Prince Harry has reportedly won a substantial settlement after press baron Rupert Murdoch’s News Group Newspapers admitted to hacking his mobile phone. Murdoch’s company apologized to Prince Harry for intruding on his personal life and for their private investigators engaging in unlawful conduct. It also apologized for the past activities of its journalists and others regarding Prince Harry’s mother, Princess Diana, who died in 1997.
The settlement comes just a day before News Group Newspapers was set to go on trial, where damaging testimony regarding the hacking and unlawful activity was expected to be made public. Prince Harry, the younger son of King Charles III, was expected to show that News Group Newspapers had not only routinely hacked his mobile phone but also destroyed evidence of their activities.

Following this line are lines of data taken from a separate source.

//! OpenAI provider implementation
//!
//! Talks to any OpenAI-compatible `/chat/completions` endpoint with function
//! calling. Transient failures (network errors, 5xx) are retried with a short
//! backoff; client errors are returned immediately.

use crate::config::{Credentials, LlmSection};
use crate::llm::provider::{
    CompletionRequest, CompletionResponse, FinishReason, LlmError, LlmProvider, Message,
    MessageRole, TokenUsage, ToolCall as ProviderToolCall,
};
use crate::tools::ToolDescription;
use async_trait::async_trait;
use reqwest::{Client, StatusCode};
use serde::{Deserialize, Serialize};
use std::time::Duration;
use tracing::{debug, error, warn};

/// OpenAI provider configuration
#[derive(Debug, Clone)]
pub struct OpenAiConfig {
    pub api_key: String,
    pub base_url: String,
    pub timeout: Duration,
}

impl Default for OpenAiConfig {
    fn default() -> Self {
        Self {
            api_key: String::new(),
            base_url: "https://api.openai.com/v1".to_string(),
            timeout: Duration::from_secs(120),
        }
    }
}

impl OpenAiConfig {
    pub fn from_settings(llm: &LlmSection, credentials: &Credentials) -> Self {
        Self {
            api_key: credentials.llm_api_key.clone(),
            base_url: llm.base_url.trim_end_matches('/').to_string(),
            timeout: Duration::from_secs(llm.timeout_secs),
        }
    }
}

/// OpenAI provider implementation
pub struct OpenAiProvider {
    config: OpenAiConfig,
    client: Client,
}

impl OpenAiProvider {
    /// Create a new OpenAI provider
    pub fn new(config: OpenAiConfig) -> Result<Self, LlmError> {
        if config.api_key.is_empty() {
            return Err(LlmError::NotConfigured(
                "OpenAI API key is required".to_string(),
            ));
        }

        let client = Client::builder()
            .timeout(config.timeout)
            .build()
            .map_err(|e| LlmError::NetworkError(e.to_string()))?;

        Ok(Self { config, client })
    }

    /// Convert completion request to OpenAI format (pure function)
    fn convert_to_openai_request(request: &CompletionRequest) -> OpenAiCompletionRequest {
        let messages = request.messages.iter().map(Self::convert_message).collect();
        let tools = request
            .tools
            .as_ref()
            .filter(|tools| !tools.is_empty())
            .map(|tools| tools.iter().map(Self::convert_tool).collect());

        OpenAiCompletionRequest {
            model: request.model.clone(),
            messages,
            max_tokens: request.max_tokens,
            temperature: request.temperature,
            tools,
        }
    }

    /// Parse OpenAI completion response (pure function)
    fn parse_completion_response(
        openai_response: OpenAiCompletionResponse,
        request_metadata: std::collections::HashMap<String, String>,
    ) -> Result<CompletionResponse, LlmError> {
        let choice = openai_response.choices.into_iter().next().ok_or_else(|| {
            LlmError::InvalidResponse("No choices returned from OpenAI".to_string())
        })?;

        let usage = openai_response
            .usage
            .map(|u| TokenUsage {
                prompt_tokens: u.prompt_tokens,
                completion_tokens: u.completion_tokens,
                total_tokens: u.total_tokens,
            })
            .unwrap_or_default();

        let tool_calls = choice
            .message
            .tool_calls
            .as_deref()
            .map(Self::extract_tool_calls)
            .filter(|calls| !calls.is_empty());

        Ok(CompletionResponse {
            content: choice.message.content,
            model: openai_response.model,
            usage,
            finish_reason: Self::convert_finish_reason(choice.finish_reason.as_deref()),
            tool_calls,
            metadata: request_metadata,
        })
    }

    /// Extract tool calls from OpenAI format (pure function)
    fn extract_tool_calls(calls: &[OpenAiToolCall]) -> Vec<ProviderToolCall> {
        calls
            .iter()
            .filter_map(|call| {
                match serde_json::from_str::<serde_json::Value>(&call.function.arguments) {
                    Ok(args) => Some(ProviderToolCall {
                        id: call.id.clone(),
                        name: call.function.name.clone(),
                        arguments: args,
                    }),
                    Err(e) => {
                        error!(tool = %call.function.name, "Failed to parse tool call arguments: {}", e);
                        None
                    }
                }
            })
            .collect()
    }

    fn convert_finish_reason(reason: Option<&str>) -> FinishReason {
        match reason {
            Some("stop") => FinishReason::Stop,
            Some("length") => FinishReason::Length,
            Some("tool_calls") => FinishReason::ToolCalls,
            Some("content_filter") => FinishReason::ContentFilter,
            _ => FinishReason::Error,
        }
    }

    fn convert_message(message: &Message) -> OpenAiMessage {
        OpenAiMessage {
            role: match message.role {
                MessageRole::System => "system".to_string(),
                MessageRole::User => "user".to_string(),
                MessageRole::Assistant => "assistant".to_string(),
            },
            content: Some(message.content.clone()),
            tool_calls: None,
        }
    }

    fn convert_tool(tool_desc: &ToolDescription) -> OpenAiTool {
        OpenAiTool {
            tool_type: "function".to_string(),
            function: OpenAiFunction {
                name: tool_desc.name.clone(),
                description: tool_desc.description.clone(),
                parameters: tool_desc.parameters.clone(),
            },
        }
    }

    /// Check if error should trigger retry (pure)
    fn should_retry(error: &LlmError) -> bool {
        match error {
            LlmError::NetworkError(_) => true,
            LlmError::ApiError(msg) => msg.contains("server error"),
            _ => false,
        }
    }
}

#[async_trait]
impl LlmProvider for OpenAiProvider {
    fn name(&self) -> &str {
        "openai"
    }

    async fn complete(&self, request: CompletionRequest) -> Result<CompletionResponse, LlmError> {
        let openai_request = Self::convert_to_openai_request(&request);
        debug!(
            model = %openai_request.model,
            messages = openai_request.messages.len(),
            tools = openai_request.tools.as_ref().map(|t| t.len()).unwrap_or(0),
            "OpenAI request"
        );

        self.complete_with_retry(openai_request, request.metadata)
            .await
    }
}

impl OpenAiProvider {
    async fn complete_with_retry(
        &self,
        openai_request: OpenAiCompletionRequest,
        metadata: std::collections::HashMap<String, String>,
    ) -> Result<CompletionResponse, LlmError> {
        let backoff_delays = [100u64, 200, 300];
        let mut last_error = None;

        for (attempt, &delay_ms) in std::iter::once(&0u64)
            .chain(backoff_delays.iter())
            .enumerate()
        {
            if attempt > 0 {
                debug!("OpenAI retry attempt {} after {}ms delay", attempt, delay_ms);
                tokio::time::sleep(Duration::from_millis(delay_ms)).await;
            }

            match self.make_api_request(&openai_request).await {
                Ok(openai_response) => {
                    let response = Self::parse_completion_response(openai_response, metadata)?;
                    debug!(
                        total_tokens = response.usage.total_tokens,
                        finish_reason = ?response.finish_reason,
                        tool_calls = response.tool_calls.as_ref().map(|tc| tc.len()).unwrap_or(0),
                        "OpenAI response"
                    );
                    return Ok(response);
                }
                Err(e) => {
                    warn!("OpenAI request attempt {} failed: {}", attempt + 1, e);
                    if !Self::should_retry(&e) {
                        return Err(e);
                    }
                    last_error = Some(e);
                }
            }
        }

        error!("OpenAI request failed after all retries");
        Err(last_error
            .unwrap_or_else(|| LlmError::NetworkError("All retry attempts failed".to_string())))
    }

    async fn make_api_request(
        &self,
        openai_request: &OpenAiCompletionRequest,
    ) -> Result<OpenAiCompletionResponse, LlmError> {
        let response = self
            .client
            .post(format!("{}/chat/completions", self.config.base_url))
            .bearer_auth(&self.config.api_key)
            .json(openai_request)
            .send()
            .await
            .map_err(|e| {
                LlmError::NetworkError(format!(
                    "HTTP request failed: {} (is_connect: {}, is_timeout: {})",
                    e,
                    e.is_connect(),
                    e.is_timeout()
                ))
            })?;

        let status = response.status();

        if status.is_server_error() {
            let error_text = response.text().await.unwrap_or_default();
            return Err(LlmError::ApiError(format!(
                "OpenAI API server error: {status} - {error_text}"
            )));
        }

        if !status.is_success() {
            let error_text = response.text().await.unwrap_or_default();
            return Err(match status {
                StatusCode::UNAUTHORIZED | StatusCode::FORBIDDEN => {
                    LlmError::AuthenticationFailed(format!("{status} - {error_text}"))
                }
                StatusCode::TOO_MANY_REQUESTS => {
                    LlmError::RateLimitExceeded(format!("{status} - {error_text}"))
                }
                _ => LlmError::ApiError(format!("OpenAI API error: {status} - {error_text}")),
            });
        }

        response
            .json()
            .await
            .map_err(|e| LlmError::InvalidResponse(e.to_string()))
    }
}

#[derive(Debug, Serialize)]
struct OpenAiCompletionRequest {
    model: String,
    messages: Vec<OpenAiMessage>,
    #[serde(skip_serializing_if = "Option::is_none")]
    max_tokens: Option<u32>,
    #[serde(skip_serializing_if = "Option::is_none")]
    temperature: Option<f32>,
    #[serde(skip_serializing_if = "Option::is_none")]
    tools: Option<Vec<OpenAiTool>>,
}

#[derive(Debug, Serialize, Deserialize)]
struct OpenAiMessage {
    role: String,
    #[serde(skip_serializing_if = "Option::is_none")]
    content: Option<String>,
    #[serde(skip_serializing_if = "Option::is_none")]
    tool_calls: Option<Vec<OpenAiToolCall>>,
}

#[derive(Debug, Deserialize)]
struct OpenAiCompletionResponse {
    model: String,
    choices: Vec<OpenAiChoice>,
    usage: Option<OpenAiUsage>,
}

#[derive(Debug, Deserialize)]
struct OpenAiChoice {
    message: OpenAiMessage,
    finish_reason: Option<String>,
}

#[derive(Debug, Serialize)]
struct OpenAiTool {
    #[serde(rename = "type")]
    tool_type: String,
    function: OpenAiFunction,
}

#[derive(Debug, Serialize)]
struct OpenAiFunction {
    name: String,
    description: String,
    parameters: serde_json::Value,
}

#[derive(Debug, Serialize, Deserialize)]
struct OpenAiToolCall {
    id: String,
    #[serde(rename = "type")]
    call_type: String,
    function: OpenAiFunctionCall,
}

#[derive(Debug, Serialize, Deserialize)]
struct OpenAiFunctionCall {
    name: String,
    arguments: String,
}

#[derive(Debug, Deserialize)]
struct OpenAiUsage {
    prompt_tokens: u32,
    completion_tokens: u32,
    total_tokens: u32,
}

The British royal was just one of around 40 plaintiffs who filed a lawsuit against Murdoch’s company, which also named News UK chief executive Rebekah Brooks as a co-defendant.

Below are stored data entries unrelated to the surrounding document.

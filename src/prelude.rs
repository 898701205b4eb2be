// 1. Pipeline
pub use crate::pipeline::{PipelineSummary, Processed, preprocess, run, transform};

// 2. Configuration
pub use crate::config::{FillPolicy, PipelineConfig};

// 3. Steps
pub use crate::features::{
    calendar::add_time_features,
    encode::{CategoryCodes, UNKNOWN_CODE, encode_categoricals},
    fill::fill_missing,
    lags::add_lag_features,
    merge::merge_tables,
};
pub use crate::io::{RawTables, load_table, read_csv, write_csv};

// 4. Vocabulary
pub use crate::schema::{SalesCol, SourceTable, TimeFeature};

// 5. Errors
pub use crate::error::{ConfigError, DataError, IoError, SalesPrepError, SalesPrepResult};
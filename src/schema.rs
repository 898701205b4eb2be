use polars::prelude::{Expr, PlSmallStr, col};
use serde::{Deserialize, Serialize};
use strum::{Display, EnumIter, EnumString, IntoStaticStr};

/// The five input tables and the fixed file names they are read from.
#[derive(
    Debug,
    Clone,
    Copy,
    PartialEq,
    Eq,
    Hash,
    PartialOrd,
    Ord,
    Serialize,
    Deserialize,
    Display,
    EnumIter,
    EnumString,
    IntoStaticStr,
)]
#[strum(serialize_all = "snake_case")]
pub enum SourceTable {
    /// Transaction-level sales records; the anchor of every join.
    Train,
    /// Store metadata keyed by store number.
    Stores,
    /// Daily oil price index.
    Oil,
    /// Holiday and event calendar.
    HolidaysEvents,
    /// Daily transaction counts per store.
    Transactions,
}

impl SourceTable {
    pub fn file_name(&self) -> &'static str {
        match self {
            Self::Train => "train.csv",
            Self::Stores => "stores.csv",
            Self::Oil => "oil.csv",
            Self::HolidaysEvents => "holidays_events.csv",
            Self::Transactions => "transactions.csv",
        }
    }

    /// Whether the table carries a `date` column that must be parsed.
    pub fn has_date(&self) -> bool {
        !matches!(self, Self::Stores)
    }

    pub fn as_str(&self) -> &'static str {
        self.into()
    }
}

/// Columns the pipeline reads or writes by name.
#[derive(
    Debug, Clone, Copy, PartialEq, Eq, Hash, Display, EnumString, EnumIter, IntoStaticStr,
)]
#[strum(serialize_all = "snake_case")]
pub enum SalesCol {
    // === Keys ===
    Date,
    StoreNbr,
    Family,

    // === Measures ===
    Sales,
    Transactions,

    // === Flags ===
    IsHoliday,
}

impl From<SalesCol> for PlSmallStr {
    fn from(value: SalesCol) -> Self {
        value.as_str().into()
    }
}

impl SalesCol {
    pub fn name(&self) -> PlSmallStr {
        (*self).into()
    }

    pub fn as_str(&self) -> &'static str {
        self.into()
    }

    pub fn expr(&self) -> Expr {
        col(self.as_str())
    }
}

/// Calendar columns derived from the date.
#[derive(
    Debug, Clone, Copy, PartialEq, Eq, Hash, Display, EnumString, EnumIter, IntoStaticStr,
)]
pub enum TimeFeature {
    #[strum(serialize = "dayofweek")]
    DayOfWeek,
    #[strum(serialize = "weekday_name")]
    WeekdayName,
    #[strum(serialize = "month")]
    Month,
    #[strum(serialize = "year")]
    Year,
    #[strum(serialize = "weekofyear")]
    WeekOfYear,
    #[strum(serialize = "dayofmonth")]
    DayOfMonth,
    #[strum(serialize = "is_weekend")]
    IsWeekend,
    #[strum(serialize = "is_month_start")]
    IsMonthStart,
    #[strum(serialize = "is_month_end")]
    IsMonthEnd,
    #[strum(serialize = "is_quarter_start")]
    IsQuarterStart,
    #[strum(serialize = "is_quarter_end")]
    IsQuarterEnd,
    #[strum(serialize = "n_days_from_start")]
    NDaysFromStart,
    /// Same value as `dayofmonth`.
    #[strum(serialize = "day")]
    Day,
}

impl From<TimeFeature> for PlSmallStr {
    fn from(value: TimeFeature) -> Self {
        value.as_str().into()
    }
}

impl TimeFeature {
    pub fn name(&self) -> PlSmallStr {
        (*self).into()
    }

    pub fn as_str(&self) -> &'static str {
        self.into()
    }
}

pub fn lag_col(lag: u16) -> String {
    format!("lag_{lag}")
}

pub fn rolling_mean_col(window: u16) -> String {
    format!("rolling_mean_{window}")
}

pub fn rolling_std_col(window: u16) -> String {
    format!("rolling_std_{window}")
}

/// Columns identifying a series.
pub fn series_keys() -> [Expr; 2] {
    [SalesCol::StoreNbr.expr(), SalesCol::Family.expr()]
}

/// Private row index used to restore the anchor order after reordering steps.
pub(crate) const ROW_INDEX: &str = "__row_nr";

Sally Buzbee, the executive editor of The Washington Post, resigned just months after the lawsuit was launched after a conflict with chief executive Will Lewis. A judge was expected to allow plaintiffs to name Lewis as one of the executives accused of concealing hacking evidence. Lewis, however, told Buzbeee not to cover the story, claiming it was not newsworthy.

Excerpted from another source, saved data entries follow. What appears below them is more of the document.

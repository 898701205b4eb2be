use polars::prelude::{DataFrame, Expr, FillNullStrategy, IntoLazy, col};
use tracing::info;

use crate::{
    config::FillPolicy,
    error::{SalesPrepError, SalesPrepResult, polars_to_sales_prep_error},
    features::polars_ext::{DataFrameExt, LazyFrameExt},
    schema::{SalesCol, series_keys},
};

/// Fills the missing cells left in `df` according to `policy`.
pub fn fill_missing(df: DataFrame, policy: FillPolicy) -> SalesPrepResult<DataFrame> {
    let missing_before = null_cells(&df);
    let names = columns_with_nulls(&df);

    let df = match policy {
        FillPolicy::Keep => df,
        FillPolicy::GlobalBackward => df
            .lazy()
            .with_columns(backward_fill_exprs(&names, false))
            .collect()
            .map_err(convert_err)?,
        FillPolicy::PerSeriesBackward => {
            df.lazy()
                .in_date_order()
                .with_columns(backward_fill_exprs(&names, true))
                .in_row_order()
                .collect()
                .and_then(|df| df.without_row_index())
                .map_err(convert_err)?
        }
    };

    info!(
        policy = %policy,
        missing_before,
        missing_after = null_cells(&df),
        "Filled missing values"
    );
    Ok(df)
}

fn backward_fill_exprs(names: &[String], per_series: bool) -> Vec<Expr> {
    let keys = [SalesCol::StoreNbr.as_str(), SalesCol::Family.as_str()];
    names
        .iter()
        .filter(|name| !per_series || !keys.contains(&name.as_str()))
        .map(|name| {
            let filled =
                col(name.as_str()).fill_null_with_strategy(FillNullStrategy::Backward(None));
            if per_series {
                filled.over(series_keys()).alias(name.as_str())
            } else {
                filled.alias(name.as_str())
            }
        })
        .collect()
}

// Complete columns, the categorical store label among them, are left untouched.
fn columns_with_nulls(df: &DataFrame) -> Vec<String> {
    df.get_columns()
        .iter()
        .filter(|c| c.null_count() > 0)
        .map(|c| c.name().to_string())
        .collect()
}

fn null_cells(df: &DataFrame) -> usize {
    df.get_columns().iter().map(|c| c.null_count()).sum()
}

fn convert_err(e: polars::error::PolarsError) -> SalesPrepError {
    polars_to_sales_prep_error("filling missing values", e)
}
pub mod calendar;
pub mod encode;
pub mod fill;
pub mod lags;
pub mod merge;
pub(crate) mod polars_ext;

Prince Harry currently lives in the United States, having abandoned his duties as a “working royal.” He was reportedly anxious about his immigration status last year, with a judge examining his papers after he admitted to an extensive history of drug abuse, including in the USA, in his autobiography Spare.
According to Harry, he only admitted the drug use because he felt confident that with former President Joe Biden in office, there would be no consequences for his immigration status.